*WHAT THIS TASK INVOLVES:* From the data below, copy out every line in which the word "Some" occurs.

____________

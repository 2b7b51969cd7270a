//! qBittorrent Web API adapter.
//!
//! Talks to the v2 Web API: cookie-based login, torrent list filtered by
//! hash, per-torrent tracker and file listings. State strings map onto the
//! normalized torrent states; the `private` field (qBittorrent 5.x) drives
//! privacy derivation, absent meaning public.

use async_trait::async_trait;
use ebbtide_core::torrent::{
    ClientError, DownloadClient, TorrentHash, TorrentSnapshot, TorrentState, tracker_hostnames,
};
use serde::Deserialize;
use tracing::debug;
use url::Url;

/// qBittorrent reports this ETA when it cannot estimate one.
const QBIT_ETA_UNKNOWN: i64 = 8_640_000;

/// One row of `/api/v2/torrents/info`.
#[derive(Debug, Clone, Deserialize)]
pub struct QbitTorrentInfo {
    pub hash: String,
    pub name: String,
    #[serde(default)]
    pub size: i64,
    /// Completion fraction, 0.0 to 1.0
    #[serde(default)]
    pub progress: f64,
    #[serde(default)]
    pub dlspeed: i64,
    #[serde(default)]
    pub eta: i64,
    pub state: String,
    #[serde(default)]
    pub category: String,
    /// Comma-separated tag list
    #[serde(default)]
    pub tags: String,
    #[serde(default)]
    pub downloaded: i64,
    /// Present since qBittorrent 5.0; absent means public
    #[serde(default)]
    pub private: Option<bool>,
}

/// One row of `/api/v2/torrents/trackers`.
#[derive(Debug, Clone, Deserialize)]
pub struct QbitTrackerEntry {
    pub url: String,
}

/// One row of `/api/v2/torrents/files`.
#[derive(Debug, Clone, Deserialize)]
pub struct QbitFileEntry {
    /// 0 means the file is not downloaded
    #[serde(default)]
    pub priority: i64,
}

/// Maps a qBittorrent state string onto the normalized torrent state.
pub fn torrent_state_from_qbittorrent(state: &str) -> TorrentState {
    match state {
        "downloading" | "forcedDL" => TorrentState::Downloading,
        "stalledDL" => TorrentState::Stalled,
        "metaDL" | "forcedMetaDL" => TorrentState::FetchingMetadata,
        "pausedDL" | "stoppedDL" => TorrentState::Paused,
        "queuedDL" => TorrentState::Queued,
        "checkingDL" | "checkingUP" | "checkingResumeData" => TorrentState::Checking,
        "allocating" => TorrentState::Allocating,
        "uploading" | "stalledUP" | "forcedUP" => TorrentState::Seeding,
        "pausedUP" | "stoppedUP" | "queuedUP" => TorrentState::Completed,
        "error" | "missingFiles" => TorrentState::Error,
        _ => TorrentState::Unknown,
    }
}

/// Builds the client-agnostic snapshot from qBittorrent wire data.
pub fn snapshot_from_qbittorrent(
    info: &QbitTorrentInfo,
    trackers: &[QbitTrackerEntry],
    files: &[QbitFileEntry],
) -> TorrentSnapshot {
    let eta_seconds = match info.eta {
        eta if eta <= 0 || eta >= QBIT_ETA_UNKNOWN => 0,
        eta => eta as u64,
    };
    let tags: Vec<String> = info
        .tags
        .split(',')
        .map(str::trim)
        .filter(|tag| !tag.is_empty())
        .map(str::to_string)
        .collect();

    TorrentSnapshot {
        hash: TorrentHash::new(&info.hash),
        name: info.name.clone(),
        is_private: info.private.unwrap_or(false),
        size_bytes: info.size.max(0) as u64,
        completion_percent: (info.progress * 100.0).clamp(0.0, 100.0),
        downloaded_bytes: info.downloaded.max(0) as u64,
        download_speed_bps: info.dlspeed.max(0) as u64,
        eta_seconds,
        trackers: tracker_hostnames(trackers.iter().map(|entry| entry.url.as_str())),
        category: (!info.category.is_empty()).then(|| info.category.clone()),
        tags,
        all_files_skipped: !files.is_empty() && files.iter().all(|file| file.priority == 0),
        state: torrent_state_from_qbittorrent(&info.state),
    }
}

/// Authenticated session against one qBittorrent instance.
pub struct QbittorrentClient {
    http: reqwest::Client,
    base_url: Url,
    username: String,
    password: String,
}

impl QbittorrentClient {
    /// Creates an adapter for the given Web UI base URL.
    ///
    /// # Errors
    /// - `ClientError::UrlParsing` - Malformed base URL
    pub fn new(
        base_url: &str,
        username: impl Into<String>,
        password: impl Into<String>,
    ) -> Result<Self, ClientError> {
        let http = reqwest::Client::builder()
            .cookie_store(true)
            .build()
            .map_err(ClientError::http)?;
        Ok(Self {
            http,
            base_url: Url::parse(base_url)?,
            username: username.into(),
            password: password.into(),
        })
    }

    /// Logs in and stores the session cookie for subsequent calls.
    ///
    /// # Errors
    /// - `ClientError::Authentication` - Credentials rejected
    /// - `ClientError::Http` - Transport failure
    pub async fn login(&self) -> Result<(), ClientError> {
        let url = self.api_url("auth/login")?;
        let response = self
            .http
            .post(url)
            .form(&[
                ("username", self.username.as_str()),
                ("password", self.password.as_str()),
            ])
            .send()
            .await
            .map_err(ClientError::http)?;

        let body = response.text().await.map_err(ClientError::http)?;
        if body.trim() != "Ok." {
            return Err(ClientError::Authentication {
                reason: "qBittorrent rejected the login credentials".to_string(),
            });
        }
        debug!("qBittorrent session established");
        Ok(())
    }

    fn api_url(&self, endpoint: &str) -> Result<Url, ClientError> {
        Ok(self.base_url.join(&format!("api/v2/{endpoint}"))?)
    }

    async fn fetch_info(&self, hash: &TorrentHash) -> Result<Option<QbitTorrentInfo>, ClientError> {
        let mut url = self.api_url("torrents/info")?;
        url.query_pairs_mut().append_pair("hashes", hash.as_str());
        let rows: Vec<QbitTorrentInfo> = self.get_json(url).await?;
        Ok(rows.into_iter().next())
    }

    async fn fetch_trackers(&self, hash: &TorrentHash) -> Result<Vec<QbitTrackerEntry>, ClientError> {
        let mut url = self.api_url("torrents/trackers")?;
        url.query_pairs_mut().append_pair("hash", hash.as_str());
        self.get_json(url).await
    }

    async fn fetch_files(&self, hash: &TorrentHash) -> Result<Vec<QbitFileEntry>, ClientError> {
        let mut url = self.api_url("torrents/files")?;
        url.query_pairs_mut().append_pair("hash", hash.as_str());
        self.get_json(url).await
    }

    async fn build_snapshot(&self, info: QbitTorrentInfo) -> Result<TorrentSnapshot, ClientError> {
        let hash = TorrentHash::new(&info.hash);
        let trackers = self.fetch_trackers(&hash).await?;
        let files = self.fetch_files(&hash).await?;
        Ok(snapshot_from_qbittorrent(&info, &trackers, &files))
    }

    async fn get_json<T: serde::de::DeserializeOwned>(&self, url: Url) -> Result<T, ClientError> {
        let response = self.http.get(url).send().await.map_err(ClientError::http)?;
        if response.status() == reqwest::StatusCode::FORBIDDEN {
            return Err(ClientError::Authentication {
                reason: "qBittorrent session expired or missing".to_string(),
            });
        }
        response.json().await.map_err(ClientError::protocol)
    }
}

#[async_trait]
impl DownloadClient for QbittorrentClient {
    async fn fetch_torrent(
        &self,
        hash: &TorrentHash,
    ) -> Result<Option<TorrentSnapshot>, ClientError> {
        match self.fetch_info(hash).await? {
            None => Ok(None),
            Some(info) => Ok(Some(self.build_snapshot(info).await?)),
        }
    }

    async fn list_torrents(&self) -> Result<Vec<TorrentSnapshot>, ClientError> {
        let rows: Vec<QbitTorrentInfo> = self.get_json(self.api_url("torrents/info")?).await?;
        let mut snapshots = Vec::with_capacity(rows.len());
        for info in rows {
            snapshots.push(self.build_snapshot(info).await?);
        }
        Ok(snapshots)
    }

    async fn remove_torrent(
        &self,
        hash: &TorrentHash,
        delete_data: bool,
    ) -> Result<(), ClientError> {
        let url = self.api_url("torrents/delete")?;
        self.http
            .post(url)
            .form(&[
                ("hashes", hash.as_str()),
                ("deleteFiles", if delete_data { "true" } else { "false" }),
            ])
            .send()
            .await
            .map_err(ClientError::http)?
            .error_for_status()
            .map_err(ClientError::http)?;
        Ok(())
    }
}

#[cfg(test)]
mod tests {
    use super::*;

    fn info(state: &str) -> QbitTorrentInfo {
        serde_json::from_str(&format!(
            r#"{{
                "hash": "ABCDEF0123456789ABCDEF0123456789ABCDEF01",
                "name": "distro.iso",
                "size": 4000000000,
                "progress": 0.375,
                "dlspeed": 125000,
                "eta": 7200,
                "state": "{state}",
                "category": "linux",
                "tags": "iso, keep ",
                "downloaded": 1500000000,
                "private": true
            }}"#
        ))
        .unwrap()
    }

    #[test]
    fn test_snapshot_mapping_normalizes_fields() {
        let trackers = vec![
            QbitTrackerEntry {
                url: "https://Tracker.Example.org/announce".to_string(),
            },
            QbitTrackerEntry {
                url: "** [DHT] **".to_string(),
            },
        ];
        let files = vec![QbitFileEntry { priority: 1 }, QbitFileEntry { priority: 0 }];

        let snapshot = snapshot_from_qbittorrent(&info("stalledDL"), &trackers, &files);
        assert_eq!(
            snapshot.hash,
            TorrentHash::new("abcdef0123456789abcdef0123456789abcdef01")
        );
        assert!(snapshot.is_private);
        assert_eq!(snapshot.completion_percent, 37.5);
        assert_eq!(snapshot.downloaded_bytes, 1_500_000_000);
        assert_eq!(snapshot.eta_seconds, 7200);
        assert_eq!(snapshot.trackers, vec!["tracker.example.org"]);
        assert_eq!(snapshot.category.as_deref(), Some("linux"));
        assert_eq!(snapshot.tags, vec!["iso", "keep"]);
        assert!(!snapshot.all_files_skipped);
        assert_eq!(snapshot.state, TorrentState::Stalled);
    }

    #[test]
    fn test_state_string_mapping() {
        assert_eq!(
            torrent_state_from_qbittorrent("downloading"),
            TorrentState::Downloading
        );
        assert_eq!(
            torrent_state_from_qbittorrent("metaDL"),
            TorrentState::FetchingMetadata
        );
        assert_eq!(
            torrent_state_from_qbittorrent("forcedMetaDL"),
            TorrentState::FetchingMetadata
        );
        assert_eq!(
            torrent_state_from_qbittorrent("stalledUP"),
            TorrentState::Seeding
        );
        assert_eq!(
            torrent_state_from_qbittorrent("stoppedDL"),
            TorrentState::Paused
        );
        assert_eq!(
            torrent_state_from_qbittorrent("surprise"),
            TorrentState::Unknown
        );
    }

    #[test]
    fn test_unknown_eta_maps_to_zero() {
        let mut row = info("downloading");
        row.eta = QBIT_ETA_UNKNOWN;
        let snapshot = snapshot_from_qbittorrent(&row, &[], &[]);
        assert_eq!(snapshot.eta_seconds, 0);
    }

    #[test]
    fn test_missing_private_field_means_public() {
        let row: QbitTorrentInfo = serde_json::from_str(
            r#"{"hash": "aa", "name": "t", "state": "downloading"}"#,
        )
        .unwrap();
        let snapshot = snapshot_from_qbittorrent(&row, &[], &[]);
        assert!(!snapshot.is_private);
        assert!(snapshot.category.is_none());
        assert!(snapshot.tags.is_empty());
    }

    #[test]
    fn test_all_files_skipped_requires_every_priority_zero() {
        let row = info("downloading");
        let skipped = vec![QbitFileEntry { priority: 0 }, QbitFileEntry { priority: 0 }];
        assert!(snapshot_from_qbittorrent(&row, &[], &skipped).all_files_skipped);

        // An empty file list means metadata has not arrived, not that the
        // operator skipped everything.
        assert!(!snapshot_from_qbittorrent(&row, &[], &[]).all_files_skipped);
    }
}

____________

*THE ANSWER:*
            Some(info) => Ok(Some(self.build_snapshot(info).await?)),
        assert_eq!(snapshot.category.as_deref(), Some("linux"));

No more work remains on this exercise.